Against a global backdrop of rocketing oil prices and concerns about climate change and security of energy supply, interest in renewables has never been more intense. Renewable energy is energy from natural sources – the wind, sun, geothermal, waves and tides,gucci horsebit, and water – which, unlike fossil fuels, such as coal, gas and oil, will never run out. Furthermore, most renewable energy technologies produce little or no greenhouse gases – the main cause of climate change.

The UK’s Renewable Energy Strategy 2009, published in July 2009, sets out how the government plans to achieve its ambitious renewable energy target. Specific objectives include generating more than 30% of electricity from renewable sources (compared to around 5.5% today), mostly on- and off-shore wind, but also hydro, biomass and marine power technologies. Transport energy from renewables will need to increase from the current 2.6% to 10%, and 12% of heat energy is projected to come from sources such as biomass, solar and biogas.
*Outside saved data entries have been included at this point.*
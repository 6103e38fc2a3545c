//! Three-valued selection flag

use serde::{Deserialize, Serialize};

/// Selection state of a checkable column
///
/// `Partial` means "selected, but currently inactive because the parent is
/// unavailable". It is derived by the tree and never requested on a bus.
#[derive(Debug, Clone, Copy, PartialEq, Eq, Hash, Default, Serialize, Deserialize)]
pub enum TriState {
    /// Not selected
    #[default]
    Off,
    /// Selected but waiting on the parent
    Partial,
    /// Selected and active
    On,
}

impl TriState {
    /// `On` for `true`, `Off` for `false`
    pub fn from_bool(on: bool) -> Self {
        if on {
            Self::On
        } else {
            Self::Off
        }
    }

    /// Check if the flag is fully on
    pub fn is_on(self) -> bool {
        self == Self::On
    }

    /// Check if the flag is anything other than off
    pub fn is_selected(self) -> bool {
        self != Self::Off
    }

    /// Short marker used in console listings
    pub fn marker(self) -> &'static str {
        match self {
            Self::Off => "[ ]",
            Self::Partial => "[~]",
            Self::On => "[x]",
        }
    }
}
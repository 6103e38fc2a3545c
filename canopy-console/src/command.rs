//! Console command parsing

use canopy_tree::{Column, NodeId, TriState};

use crate::error::ConsoleError;

/// Help text printed by `help`
pub const HELP: &str = "\
Commands:
  list                      show the tree
  on|off|partial <node>     set the active flag of a bus or device
  tx on|off|partial <node>  set the transmit flag of a bus or device
  bitrate <bus> <rate>      select a bitrate by value (250000) or label (250 kBit/s)
  add <bus> <name>          attach a virtual device to a bus
  remove <device>           remove a device
  send <device> <hex>       send bytes through a device's bus
  unplug <bus>              pull a virtual CAN adapter
  scan                      run discovery and list what is found
  save                      write the current settings file
  help                      show this text
  quit                      leave";

/// A parsed console command
#[derive(Debug, Clone, PartialEq, Eq)]
pub enum Command {
    List,
    Set {
        node: NodeId,
        column: Column,
        state: TriState,
    },
    Bitrate {
        bus: NodeId,
        value: String,
    },
    Add {
        bus: NodeId,
        name: String,
    },
    Remove {
        device: NodeId,
    },
    Send {
        device: NodeId,
        payload: Vec<u8>,
    },
    Unplug {
        bus: NodeId,
    },
    Scan,
    Save,
    Help,
    Quit,
}

fn parse_node(word: Option<&str>) -> Result<NodeId, ConsoleError> {
    let word = word.ok_or_else(|| ConsoleError::Parse("missing node".into()))?;
    word.trim_start_matches('#')
        .parse()
        .map(NodeId)
        .map_err(|_| ConsoleError::Parse(format!("not a node: {}", word)))
}

fn parse_state(word: &str) -> Option<TriState> {
    match word {
        "on" => Some(TriState::On),
        "off" => Some(TriState::Off),
        "partial" => Some(TriState::Partial),
        _ => None,
    }
}

fn parse_hex(words: &[&str]) -> Result<Vec<u8>, ConsoleError> {
    let digits: String = words.concat();
    if digits.is_empty() || digits.len() % 2 != 0 {
        return Err(ConsoleError::Parse(format!(
            "expected an even number of hex digits, got {:?}",
            digits
        )));
    }
    (0..digits.len())
        .step_by(2)
        .map(|i| {
            digits
                .get(i..i + 2)
                .and_then(|pair| u8::from_str_radix(pair, 16).ok())
                .ok_or_else(|| ConsoleError::Parse(format!("bad hex: {}", digits)))
        })
        .collect()
}

/// Parse one input line; blank lines yield `None`
pub fn parse(line: &str) -> Result<Option<Command>, ConsoleError> {
    let words: Vec<&str> = line.split_whitespace().collect();
    let Some((&verb, rest)) = words.split_first() else {
        return Ok(None);
    };

    let command = match verb {
        "list" | "ls" => Command::List,
        "scan" => Command::Scan,
        "save" => Command::Save,
        "help" | "?" => Command::Help,
        "quit" | "exit" => Command::Quit,
        "tx" => {
            let state = rest
                .first()
                .and_then(|w| parse_state(w))
                .ok_or_else(|| ConsoleError::Parse("usage: tx on|off|partial <node>".into()))?;
            Command::Set {
                node: parse_node(rest.get(1).copied())?,
                column: Column::Transmit,
                state,
            }
        }
        "bitrate" => {
            if rest.len() < 2 {
                return Err(ConsoleError::Parse("usage: bitrate <bus> <rate>".into()));
            }
            Command::Bitrate {
                bus: parse_node(rest.first().copied())?,
                value: rest[1..].join(" "),
            }
        }
        "add" => {
            if rest.len() < 2 {
                return Err(ConsoleError::Parse("usage: add <bus> <name>".into()));
            }
            Command::Add {
                bus: parse_node(rest.first().copied())?,
                name: rest[1..].join(" "),
            }
        }
        "remove" | "rm" => Command::Remove {
            device: parse_node(rest.first().copied())?,
        },
        "send" => Command::Send {
            device: parse_node(rest.first().copied())?,
            payload: parse_hex(rest.get(1..).unwrap_or_default())?,
        },
        "unplug" => Command::Unplug {
            bus: parse_node(rest.first().copied())?,
        },
        other => match parse_state(other) {
            Some(state) => Command::Set {
                node: parse_node(rest.first().copied())?,
                column: Column::Name,
                state,
            },
            None => {
                return Err(ConsoleError::Parse(format!(
                    "unknown command {:?}, try help",
                    other
                )))
            }
        },
    };

    Ok(Some(command))
}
The key challenges with renewable energy are how to extract it, turn it into usable energy and deliver it to where it is needed. Not renowned for being the sunniest of places, the UK has some of Europe’s best wind power resources and is a world leader in marine power technology. Although wave and tidal power technologies are still in their infancy, the Carbon Trust estimates that marine power sources could provide up to 15% of the UK’s electricity. In May 2008, the world’s first commercial tidal turbine was installed in Strangford Narrows, Northern Ireland providing power to 1,gucci bullet bag,000 homes.

Growing at a global rate of 30%, wind power is the most mature and cost-effective renewable energy technology: worldwide in 2008 there was 121 GW of installed wind capacity, with the UK accounting for some 4 GW of installed capacity by the end of 2009. Under the EU Renewable Energy Directive, the UK government has signed up to a legally binding target of generating 15% of UK energy from renewables by 2020. This is a seven-fold increase from the 2008 level of just over 2%. Renewable power production in the UK is at a very low level compared to other countries such as Denmark, Spain, Germany and the US. There is a mountain to climb if the 15% target is to be met.

If the strategy achieves its goals, the UK will reduce its carbon dioxide emissions by more than 750 million tonnes between now and 2030. Fossil fuel consumption will decrease by around 10% and gas imports by 20-30% by 2020. The strategy predicts that achieving the targets could create half a million jobs in the renewable energy sector by 2020,spring summer 2010, and leverage £100 billion worth of investment opportunities.